On information overload

8 May 2007 | § 6 Patton

Today's WSJ (subscription for fulltext), in the Business Technology section, juxtaposes two pieces on the hypergrowth of digital information, discussing its reasons, its effects, and some responses to the growth.

The first piece is a straightforward and informative mini-whitepaper, entitled "Cutting Files Down to Size". It mentions the efforts of Chevron and Credit Suisse to control their information, primarily through implementation of new tools, new methods, and new employee work habits. There's something about an information base that's presently 1.2 petabytes in size, potentially growing by 57% per year, that can focus the minds of management. Add to that the million email messages per day that the 59,000 employee Chevron claims to process, and you're talking some serious data. So much data, perhaps, that's it's not even possible to glean the information from it. A veritable flood.

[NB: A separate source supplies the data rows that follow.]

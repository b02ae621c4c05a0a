//! Health check endpoint.

use actix_web::{HttpResponse, web};
use serde::Serialize;

use crate::state::AppState;

#[derive(Serialize)]
pub struct HealthResponse {
    pub status: &'static str,
    pub version: &'static str,
    pub timestamp: String,
    /// Absent when running on in-memory repositories.
    #[serde(skip_serializing_if = "Option::is_none")]
    pub database: Option<&'static str>,
}

/// Health check endpoint - returns server status.
///
/// GET /api/health
pub async fn health_check(state: web::Data<AppState>) -> HttpResponse {
    let database = match &state.db {
        Some(db) => Some(ping(db).await),
        None => None,
    };

    let response = HealthResponse {
        status: if database == Some("unreachable") {
            "degraded"
        } else {
            "ok"
        },
        version: env!("CARGO_PKG_VERSION"),
        timestamp: chrono::Utc::now().to_rfc3339(),
        database,
    };

    HttpResponse::Ok().json(response)
}

#[cfg(feature = "postgres")]
async fn ping(db: &inkwell_infra::DatabaseConnections) -> &'static str {
    match db.ping().await {
        Ok(()) => "connected",
        Err(e) => {
            tracing::warn!("Database ping failed: {}", e);
            "unreachable"
        }
    }
}

#[cfg(not(feature = "postgres"))]
async fn ping(_db: &inkwell_infra::DatabaseConnections) -> &'static str {
    "connected"
}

The primary solutions discussed are conceptually simple:

Get people to pay attention to the amount by which they're increasing the deluge
Put systems in place to eliminate redundancy, such as using Microsoft's well-reviewed SharePoint server, ensuring that even the worst PowerPoint slide decks are only stored once
Admitting, and getting data creators to admit, that not all information is equally valuable

All excellent steps, though both expensive and difficult to implement. Totally aside from the grotesque knock-on effects of continually increasing technology infrastructure to store all new information, the real benefit from such efforts is to remove potential sources of background noise; the unimportant, the duplicative, and the no-longer-operative. "Data" is both easy and not intrinsically valuable - it's "information" that's both difficult and valuable, and too much data can obscure the information. Best of luck to the contestants in slaying their particular dragons.

The companion piece, on the same page, in Lee Gomes' "Talking Tech" column was the more intriguing of the two. Entitled "Computers Should Be Taught To Let Certain Memories Go", it contained an interview with Harvard KSG professor Viktor Mayer-Schoenberger, and was among the more thought-provoking pieces in the entire day's paper.

Mr. Mayer-Schoenberger's thesis is this:

Human beings ... weren't designed to remember everything we ever learned, and sometimes are better off when we forget. Computers, he adds, should as a result be taught to let some memories go.
...
We are biologically hard-wired to selectively remember. But in moving into a digital age, we are now surrounding ourselves with tools that have inversed (sic) that.
...
How does this make life different?
In the predigital age, we might have called someone who knew a person we were interested in learning about, got them to tell us about the person. And we would get a quick picture -- but not a complete and comprehensive picture of each and every piece of communication or behavior that the person did over the past 20 years. I think we have lost something by moving from that sort of short encapsulation toward a complete picture that provides us with all the details, the sort that over time, we as a society, and as human beings, tend to forget.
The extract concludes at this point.